The United States Launches a More Aggressive National Cybersecurity Strategy
The U.S. government is working on more comprehensive federal regulations to ensure a safer cyberspace from hackers, including shifting responsibility for cyberspace security from consumers to industry and treating ransomware attacks as a national security threat.
The plan is part of a national cyber strategy released by the administration on Thursday. This strategy lays out long-term goals for individuals, governments, and businesses to operate securely in the digital world, including placing the onus of security on the computer and software industry to develop "secure by design" products, which are deliberately designed, manufactured, and tested before they go to market. Security products that drastically reduce the number of exploitable flaws.
The strategy "fundamentally reimagines America's online social contract" and "puts responsibility for managing cyber risk reallocated to those best able to take the risk".
Walden emphasized that asking individuals, small businesses and local governments to shoulder most of the online security burden is not only "unfair, it's ineffective."
"The largest, most capable and equipped parts of our digital ecosystem should take greater responsibility to manage cyber risk and keep us all safe," she added.
The strategy has five main pillars: defending critical infrastructure, disrupting and eradicating threats, shaping market forces to drive security and resilience, investing in a resilient future, and building international partnerships toward shared goals.
The U.S. began drafting the strategy after a series of major cyberattacks. These attacks include the ransomware attack on the Colonial Pipeline in 2021 and the Solarwinds cyber attack on federal government agencies in 2019-2020. Hackers exploited gaps in the agencies' vital computer security ecosystems to gain access to vast amounts of customer information. By imposing greater security responsibilities on companies critical to cybersecurity systems, the U.S. government hopes to reduce cybersecurity risks for users and customers.

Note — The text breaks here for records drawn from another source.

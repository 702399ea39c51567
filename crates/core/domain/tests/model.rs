use domain::{AlarmStatus, AlarmType, ConnectionType, DataPoint, Device, ProtocolKind, Quality};

#[test]
fn protocol_kind_parses_aliases_case_insensitive() {
    assert_eq!(ProtocolKind::parse("MODBUS_TCP"), Some(ProtocolKind::ModbusTcp));
    assert_eq!(ProtocolKind::parse("modbus_rtu"), Some(ProtocolKind::ModbusRtu));
    assert_eq!(ProtocolKind::parse("Modbus_Ascii"), Some(ProtocolKind::ModbusAscii));
    assert_eq!(ProtocolKind::parse("S7"), Some(ProtocolKind::Siemens));
    assert_eq!(ProtocolKind::parse("siemens"), Some(ProtocolKind::Siemens));
    assert_eq!(ProtocolKind::parse("FINS"), Some(ProtocolKind::Omron));
    assert_eq!(ProtocolKind::parse("profinet"), None);
}

#[test]
fn connection_type_defaults_to_tcp() {
    assert_eq!(ConnectionType::parse("serial"), ConnectionType::Serial);
    assert_eq!(ConnectionType::parse("TCP"), ConnectionType::Tcp);
    assert_eq!(ConnectionType::parse(""), ConnectionType::Tcp);
}

#[test]
fn data_point_scale_defaults() {
    let mut point = DataPoint::new(1, 1, "temp", "40001", "int16");
    assert_eq!(point.apply_scale(12.0), 12.0);

    point.scale = Some(0.1);
    point.offset = Some(-5.0);
    assert!((point.apply_scale(250.0) - 20.0).abs() < 1e-9);
}

#[test]
fn device_new_is_enabled_tcp() {
    let device = Device::new(7, "plc", "omron");
    assert!(device.enabled);
    assert_eq!(device.protocol_kind(), Some(ProtocolKind::Omron));
    assert_eq!(device.connection_kind(), ConnectionType::Tcp);
}

#[test]
fn alarm_enums_round_trip_strings() {
    assert_eq!(AlarmType::parse("high"), Some(AlarmType::High));
    assert_eq!(AlarmType::Low.as_str(), "LOW");
    assert_eq!(AlarmStatus::parse("ACTIVE"), Some(AlarmStatus::Active));
    assert_eq!(AlarmStatus::Acknowledged.as_str(), "acknowledged");
    assert_eq!(Quality::from_u8(0), Quality::Bad);
    assert_eq!(Quality::Good.as_u8(), 1);
}
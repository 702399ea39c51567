//! 网关领域模型：设备、数据点、采样与报警。
//!
//! 这些类型由配置存储产出、被采集引擎只读使用；
//! 协议解析（地址、数据类型）在 `ems-protocol` 中完成。

pub mod alarm;
pub mod data;
pub mod device;

pub use alarm::{AlarmRecord, AlarmStatus, AlarmType, NewAlarm, DEFAULT_ALARM_LEVEL};
pub use data::{Quality, Sample};
pub use device::{ConnectionType, DataPoint, DataPointId, Device, DeviceId, ProtocolKind};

Ransomware is a national security threat
U.S. deputy national security adviser for cyber and emerging technologies, Anne Neuberger, cited Iran's 2022 cyberattack on Albania's government cyber systems as an example, warning that criminals and state actors are already waging destructive campaigns around the world. Cyber ??and ransomware attack.
Under the new cyber strategy, the ransomware threat will be dealt with as a matter of national security rather than a criminal offence.
She said: "Americans must confidently rely on critical services, hospitals, gas pipelines, aviation, drinking water services, etc., despite our adversary intending to attack them." She emphasized that the US government is committed to building a more resilient network infrastructure and strengthen international cooperation to deter cyber attacks.
The strategy lays the groundwork for a more aggressive response by the federal government, including law enforcement and the military, to disrupt malicious online behavior and track down perpetrators.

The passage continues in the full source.